Nube negra (microrrelato)

 

Cuando consiguió quitarse de encima la nube negra que le perseguía, se dio cuenta de que seguía lloviendo.


 

lunes, 4 de octubre de 2021

Trofeos de guerra (microrrelato)


Había pasado las vacaciones jugando: saltando, corriendo, trotando. Y cayendo. Tenía brazos y piernas llenos de moratones, heridas y costras, y ansiaba volver a ver a sus amigos del colegio para enseñarlos, como trofeos de guerra. Cuando llegó el primer día de clase, ya se habían curado.
 

 

viernes, 17 de septiembre de 2021

Sin rumbo fijo (microrrelato)


Decidió caminar sin rumbo fijo, yendo donde sus pasos le llevasen. Salió a la calle y echó a andar. Pero sólo un par de horas después, sus pasos le habían llevado de vuelta a la puerta de su casa.
 

 

lunes, 13 de septiembre de 2021

Última versión


«Según se alejaba de él, con pasos lentos pero decididos, Ana se giró para mirarle. Por un momento pareció que iba a decir algo, una última palabra. Pero volvió a mirar al frente y siguió caminando por la acera mojada hasta girar por la esquina, y desaparecer de su vista para siempre. Entonces, una hoja cayó sobre Juan desde el árbol en el que estaba apoyado.
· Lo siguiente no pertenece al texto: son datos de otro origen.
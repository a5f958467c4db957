use std::fs::File;
use std::io::BufReader;
use std::path::Path;

use anyhow::Context as _;

use crate::foundation::core::Container;
use crate::foundation::error::{PageDotsError, PageDotsResult};

/// Every visual parameter of an indicator row.
///
/// `steps` and `selected_step` are only reachable through accessors so that the selection
/// always stays inside `0..steps`, including after the step count shrinks. Every other field is
/// plain data; out-of-range values are pulled back into range by [`Configuration::normalize`],
/// which runs on deserialization and whenever a configuration enters a
/// [`crate::PageControl`].
///
/// JSON uses snake_case keys; any key may be omitted and falls back to its default.
#[derive(Clone, Debug, PartialEq, serde::Serialize, serde::Deserialize)]
#[serde(from = "ConfigurationDef", into = "ConfigurationDef")]
pub struct Configuration {
    steps: usize,
    selected_step: usize,
    /// Diameter of a fully sized dot. Clamped to the container height at layout time.
    pub indicator_size: f64,
    /// Scale applied to unselected/unstepped dots, strokes and unstepped lines (0..=1).
    pub shrink_coefficient: f64,
    /// Enlarge the selected dot by `2 - shrink_coefficient` in continuous mode.
    pub zoom_selected: bool,
    /// Size dots by their distance to the selection instead of by stepped state.
    pub zoom_effect: bool,
    /// Progress-bar semantics: every step up to the selection counts as reached.
    pub continuous_steps: bool,
    /// Fill unreached dots with the tint at `step_alpha` instead of stroking them.
    pub fill_unstepped: bool,
    /// Draw track lines between dots.
    pub show_track: bool,
    /// Track line thickness.
    pub line_width: f64,
    /// Track opacity for unreached segments.
    pub line_alpha: f64,
    /// Horizontal gap left between a track line and the dots it joins.
    pub line_inset: f64,
    /// Outline width for unreached, unfilled dots (before shrinking).
    pub step_width: f64,
    /// Opacity used for unreached dot fills and outlines.
    pub step_alpha: f64,
    /// Selection transition length in seconds.
    pub animation_duration: f64,
}

impl Configuration {
    pub fn new() -> Self {
        Self::default()
    }

    /// Parse a configuration from a JSON reader, rejecting invalid values.
    pub fn from_reader<R: std::io::Read>(r: R) -> PageDotsResult<Self> {
        let def: ConfigurationDef = serde_json::from_reader(r)
            .map_err(|e| PageDotsError::serde(format!("parse configuration JSON: {e}")))?;
        def.validate()?;
        Ok(def.into())
    }

    /// Parse a configuration from a JSON file on disk.
    pub fn from_path(path: impl AsRef<Path>) -> PageDotsResult<Self> {
        let path = path.as_ref();
        let f = File::open(path)
            .with_context(|| format!("open configuration JSON '{}'", path.display()))?;
        Self::from_reader(BufReader::new(f))
    }

    pub fn steps(&self) -> usize {
        self.steps
    }

    pub fn selected_step(&self) -> usize {
        self.selected_step
    }

    /// Change the step count; the selection is re-clamped.
    pub fn set_steps(&mut self, steps: usize) {
        self.steps = steps.max(1);
        self.selected_step = self.selected_step.min(self.steps - 1);
    }

    /// Move the selection, clamped into `0..steps`.
    pub fn set_selected_step(&mut self, step: usize) {
        self.selected_step = step.min(self.steps - 1);
    }

    pub fn with_steps(mut self, steps: usize) -> Self {
        self.set_steps(steps);
        self
    }

    pub fn with_selected_step(mut self, step: usize) -> Self {
        self.set_selected_step(step);
        self
    }

    /// Indicator diameter as laid out inside `container`.
    pub fn indicator_size_in(&self, container: Container) -> f64 {
        self.indicator_size.clamp(0.0, container.height)
    }

    /// Pull every field back into its valid range.
    ///
    /// Non-finite numbers fall back to their defaults.
    pub fn normalize(&mut self) {
        let d = Self::default();
        fn finite_or(v: f64, fallback: f64) -> f64 {
            if v.is_finite() { v } else { fallback }
        }

        self.set_steps(self.steps);
        self.indicator_size = finite_or(self.indicator_size, d.indicator_size).max(0.0);
        self.shrink_coefficient =
            finite_or(self.shrink_coefficient, d.shrink_coefficient).clamp(0.0, 1.0);
        self.line_width = finite_or(self.line_width, d.line_width).max(0.0);
        self.line_alpha = finite_or(self.line_alpha, d.line_alpha).clamp(0.0, 1.0);
        self.line_inset = finite_or(self.line_inset, d.line_inset);
        self.step_width = finite_or(self.step_width, d.step_width).max(0.0);
        self.step_alpha = finite_or(self.step_alpha, d.step_alpha).clamp(0.0, 1.0);
        self.animation_duration =
            finite_or(self.animation_duration, d.animation_duration).max(0.0);
    }

    pub fn normalized(mut self) -> Self {
        self.normalize();
        self
    }

    /// True when `other` differs from `self` in anything but the selected step.
    pub fn differs_structurally(&self, other: &Self) -> bool {
        let mut probe = other.clone();
        probe.selected_step = self.selected_step;
        probe != *self
    }
}

impl Default for Configuration {
    fn default() -> Self {
        Self {
            steps: 3,
            selected_step: 0,
            indicator_size: 7.0,
            shrink_coefficient: 0.6,
            zoom_selected: true,
            zoom_effect: false,
            continuous_steps: true,
            fill_unstepped: true,
            show_track: false,
            line_width: 1.0,
            line_alpha: 0.3,
            line_inset: 0.0,
            step_width: 1.0,
            step_alpha: 0.3,
            animation_duration: 0.3,
        }
    }
}

/// Serde-facing mirror of [`Configuration`] with every field public and optional.
#[derive(Clone, Debug, serde::Serialize, serde::Deserialize)]
#[serde(default, deny_unknown_fields)]
struct ConfigurationDef {
    steps: usize,
    selected_step: usize,
    indicator_size: f64,
    shrink_coefficient: f64,
    zoom_selected: bool,
    zoom_effect: bool,
    continuous_steps: bool,
    fill_unstepped: bool,
    show_track: bool,
    line_width: f64,
    line_alpha: f64,
    line_inset: f64,
    step_width: f64,
    step_alpha: f64,
    animation_duration: f64,
}

impl Default for ConfigurationDef {
    fn default() -> Self {
        Configuration::default().into()
    }
}

impl ConfigurationDef {
    fn validate(&self) -> PageDotsResult<()> {
        if self.steps == 0 {
            return Err(PageDotsError::validation("steps must be >= 1"));
        }
        for (name, value) in [
            ("indicator_size", self.indicator_size),
            ("line_width", self.line_width),
            ("step_width", self.step_width),
            ("animation_duration", self.animation_duration),
        ] {
            if !value.is_finite() || value < 0.0 {
                return Err(PageDotsError::validation(format!(
                    "{name} must be finite and >= 0"
                )));
            }
        }
        for (name, value) in [
            ("shrink_coefficient", self.shrink_coefficient),
            ("line_alpha", self.line_alpha),
            ("step_alpha", self.step_alpha),
        ] {
            if !(0.0..=1.0).contains(&value) {
                return Err(PageDotsError::validation(format!(
                    "{name} must be within [0, 1]"
                )));
            }
        }
        if !self.line_inset.is_finite() {
            return Err(PageDotsError::validation("line_inset must be finite"));
        }
        Ok(())
    }
}

impl From<ConfigurationDef> for Configuration {
    fn from(def: ConfigurationDef) -> Self {
        Self {
            steps: def.steps,
            selected_step: def.selected_step,
            indicator_size: def.indicator_size,
            shrink_coefficient: def.shrink_coefficient,
            zoom_selected: def.zoom_selected,
            zoom_effect: def.zoom_effect,
            continuous_steps: def.continuous_steps,
            fill_unstepped: def.fill_unstepped,
            show_track: def.show_track,
            line_width: def.line_width,
            line_alpha: def.line_alpha,
            line_inset: def.line_inset,
            step_width: def.step_width,
            step_alpha: def.step_alpha,
            animation_duration: def.animation_duration,
        }
        .normalized()
    }
}

impl From<Configuration> for ConfigurationDef {
    fn from(c: Configuration) -> Self {
        Self {
            steps: c.steps,
            selected_step: c.selected_step,
            indicator_size: c.indicator_size,
            shrink_coefficient: c.shrink_coefficient,
            zoom_selected: c.zoom_selected,
            zoom_effect: c.zoom_effect,
            continuous_steps: c.continuous_steps,
            fill_unstepped: c.fill_unstepped,
            show_track: c.show_track,
            line_width: c.line_width,
            line_alpha: c.line_alpha,
            line_inset: c.line_inset,
            step_width: c.step_width,
            step_alpha: c.step_alpha,
            animation_duration: c.animation_duration,
        }
    }
}

#[cfg(test)]
#[path = "../../tests/unit/config/model.rs"]
mod tests;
En ese mismo momento se dio cuenta de que era el primer día del otoño.» 
 
Seis meses después, había vuelto a abrir aquel archivo. Seis meses sin escribir una sola palabra. Era la última versión de las múltiples que había ido guardando, pero nunca había sido capaz de darlo por terminado. Esta vez, sí, iba a acabar el relato. Releí varias veces lo que se suponía iba a ser el final, y pronto me di cuenta de que atufaba a sensiblería barata. ¿Qué es eso de la hoja que cae y el inicio del otoño? ¿No os recuerda al típico final de película de Hollywood? No, no podía terminar de esa manera. Así que le di a ‘Eliminar’ y decidí seguir a partir de la versión anterior. 
 
«Juan cogió la botella de agua del centro de la mesa y se dispuso a llenarse el vaso. Se paró por un instante, y alargó el brazo para llenar primero el vaso de agua de Ana, que también estaba casi vació. Ella siguió comiendo sin levantar la vista del plato y sin decir nada. En la televisión, las noticias de la noche anunciaban una ola de frío para los próximos días, pero ninguno de los dos parecía estar escuchando. Entonces, Juan giró la cabeza y miró hacia la ventana. 
—Las flores se están marchitando. 
—¿Qué flores? —contestó Ana, sin quitar la vista de su plato. 
—¿Qué flores, Ana? Las que te traje el otro día. Ni siquiera les has cambiado el agua. 
—Es verdad —el tono de Ana no mostraba ningún tipo de emoción —. Me había olvidado de ellas. Estoy hasta arriba de curro estos días. 
—Siempre te han encantado las flores —replicó Juan, subiendo un poco la voz—. Antes te quedabas como tonta mirándolas y oliéndolas, y ahora… ¿te has olvidado de ellas? 
—No sé, las cosas cambian, ¿no? —Ana se levantó de la mesa, y sin decir nada más, recogió los platos y se fue directamente a la pila para fregarlos.» 
 
¿Flores marchitas? ¿Ola de frío? Por favor, es difícil ser más obvio ¿Y esto se supone que es una metáfora de situación? ¿Quién me creo que soy, el puto Carver? No sé cómo pude pensar en su momento que esto era bueno, pero esta versión también tiene que ir a la papelera. 
 
«—Cariño, ¿te vienes a dormir? —Ana abrió la puerta del estudio despacio, sin querer hacer mucho ruido.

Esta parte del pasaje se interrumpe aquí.